No es la primera ocasión en que se llama la atención sobre el hecho de que la violencia social en nuestro país ha ido en escala creciente hasta sobrepasar la que resulta producto de la delincuencia común y el crimen organizado. Las estadísticas son reveladoras y muestra contundente de  que las consecuencias de aquella  superan con mucho las de estos últimos.    Paradójicamente, causa menos impacto y pasa bastante desapercibida, salvo  cuando de tarde en tarde, debido a las características del hecho o la relevancia de las personas involucradas,  despiertan el interés público.

El germen de la violencia  ha ido calando y enquistándose más y más profundamente en el seno de la sociedad y convirtiéndose en factor distorsionante  del comportamiento de muchos ciudadanos.

Las pruebas son cada vez más evidentes y dolorosas, llegando a crear situaciones en extremo penosas y de consecuencias irremediables, al sacar a la superficie esa veta negativa de la personalidad humana que todos parecemos llevar dentro, pero que en condiciones normales mantenemos atada de las riendas sin permitir que vaya más allá de una muy efímera manifestación sin mayores consecuencias.

Tal, ahora mismo, con el hecho estremecedor que de manera inesperada tronchó la vida de Juan de los Santos a edad temprana, cuando todo parecía sonreirle en su variada condición de empresario próspero, figura política exitosa y alcalde cuya gestión lucía augurio de un nuevo período al frente de uno de los municipios más poblados e importantes del país. Junto a él, sangre confundida sobre el piso en que cayeron abatidos los cuerpos, la existencia de su seguridad y del matador de ambos.  La razón de esta tragedia que ha causado tanta conmoción: una aparente deuda que deja como balance tres hogares enlutados por la tragedia y doce menores que pasan a la condición de huérfanos de padre.

No menor evidencia del desbocamiento de pasiones arroja el crimen de que fue víctima ese mismo día, también horas de la mañana, Antonio Castillo, progenitor de la ex Miss República Dominicana 2014, Kimberly Castillo.  Las circunstancias: las más pueriles que pudiera imaginarse, cuando su vehículo, un camión de su negocio, al hacer un rebase impactó el costado de una jipeta, cuyo conductor zanjó la discusión en forma más trágica, provocándole la muerte de dos disparos y dándose luego a la fuga.

Son apenas dos ejemplos de un comportamiento antisocial que, cada vez con más frecuencia, encuentra réplicas por las razones más simples e injustificadas.    Una discusión por cualquier motivo, un pleito por un espacio de parqueo, diferencias surgidas al calor de un simple juego de dominó, el reclamo del pago de una deuda, disputas familiares por una herencia o entre socios por el manejo de un negocio,   una mujer que rechaza los requerimientos de un hombre o que se niega a volver con la ex pareja que la maltrataba terminan con frecuencia, uno, cuando no ambos,  en el cementerio y otro en prisión, cumpliendo una larga pena.
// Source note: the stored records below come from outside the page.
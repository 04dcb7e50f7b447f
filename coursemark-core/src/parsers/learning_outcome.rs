//! Learning outcome documents (`Learning Outcomes/**/*.md`).

use super::{id_field, lens_ref, read_frontmatter, string_field};
use crate::fields::{parse_blocks, BlockGrammar};
use crate::models::{LearningOutcomeDoc, ParseOutcome};
use coursemark_types::ContentError;

const LEARNING_OUTCOME_GRAMMAR: BlockGrammar<'static> = BlockGrammar {
    levels: &[2],
    keywords: &["Lens", "Test"],
};

/// Parse a learning outcome file
///
/// `## Test:` blocks hold assessment material that the pipeline does not
/// render; they are accepted and skipped.
pub fn parse_learning_outcome(content: &str, path: &str) -> ParseOutcome<LearningOutcomeDoc> {
    let mut errors = Vec::new();
    let Some(parsed) = read_frontmatter(content, path, &mut errors) else {
        return ParseOutcome::failed(errors);
    };
    let fm = &parsed.frontmatter;

    let id = id_field(fm, path, true, &mut errors);
    let statement = string_field(fm, "learning-outcome", path, &mut errors);

    let tree = parse_blocks(
        parsed.body,
        parsed.body_line,
        &LEARNING_OUTCOME_GRAMMAR,
        path,
        &mut errors,
    );
    let lenses: Vec<_> = tree
        .blocks
        .iter()
        .filter(|b| b.kind == "Lens")
        .filter_map(|b| lens_ref(b, path, &mut errors))
        .collect();

    if lenses.is_empty() {
        errors.push(
            ContentError::warning(path, "Learning outcome has no lens references")
                .at_line(parsed.body_line)
                .with_suggestion("## Lens:\nsource:: [[../Lenses/...]]"),
        );
    }

    ParseOutcome::new(
        Some(LearningOutcomeDoc {
            path: path.to_string(),
            id,
            statement,
            lenses,
        }),
        errors,
    )
}

#[cfg(test)]
mod tests {
    use super::*;

    #[test]
    fn test_parse_learning_outcome() {
        let content = r#"---
id: 0b8e6f0e-7a51-4c39-a0e4-6a8c2c3f1d2e
learning-outcome: Explain why alignment is hard
---
## Lens:
source:: [[../Lenses/Specification gaming]]

## Test:
Some quiz text.

## Lens:
source:: [[../Lenses/Reward hacking]]
optional:: yes
"#;
        let outcome = parse_learning_outcome(content, "Learning Outcomes/alignment.md");
        assert!(outcome.errors.is_empty(), "{:?}", outcome.errors);
        let lo = outcome.document.unwrap();
        assert_eq!(lo.statement.as_deref(), Some("Explain why alignment is hard"));
        assert_eq!(lo.lenses.len(), 2);
        assert!(!lo.lenses[0].optional);
        assert!(lo.lenses[1].optional);
        assert_eq!(lo.lenses[1].link.line, 12);
    }

    #[test]
    fn test_missing_id_still_returns_document() {
        let outcome = parse_learning_outcome(
            "## Lens:\nsource:: [[../Lenses/a]]\n",
            "Learning Outcomes/x.md",
        );
        assert!(outcome.document.is_some());
        assert_eq!(outcome.errors.len(), 1);
        assert!(outcome.errors[0].is_error());
    }

    #[test]
    fn test_no_lenses_is_warning() {
        let outcome = parse_learning_outcome(
            "---\nid: 0b8e6f0e-7a51-4c39-a0e4-6a8c2c3f1d2e\n---\n",
            "Learning Outcomes/x.md",
        );
        assert_eq!(outcome.errors.len(), 1);
        assert!(outcome.errors[0].is_warning());
    }
}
La conmoción originada por el inesperado drama que costó la vida a Juan de los Santos, su guardaespaldas y el matador de ambos, ha revivido el viejo reclamo del desarme de la población.  Sin dudas, las autoridades han sido en extremo permisivas y poco previsoras en la expedición alegre de licencias sin real necesidad ni justificación.  Pero sin contrariar la propuesta creemos que es tanto como buscar la calentura en la sábana en una situación que tiene raíces más profundas. En todo caso resultaría insuficiente si no procedemos a desmontar la cultura generalizada de violencia entronizada en la sociedad, que buscaría la manera de expresarse en otras formas igualmente fatales.

¿Qué nos está pasando que hemos perdido la facultad de dialogar, que es la forma civilizada de conciliar puntos de vista diferentes o de solucionar los conflictos? ¿Por qué hemos dejado de lado la sabia sentencia de que “hablando es que la gente se entiende”? ¿Es que nos estamos convirtiendo en seres irracionales, viviendo en una sociedad  que marcha rumbo a la demencial alternativa de sobrevivir los que demuestren mayor instinto asesino?

Las interrogantes rebasan nuestra capacidad de respuesta. Es tarea para sociólogos, psicólogos y psiquiatras.   A ellos las remitimos pero con sello de extrema urgencia.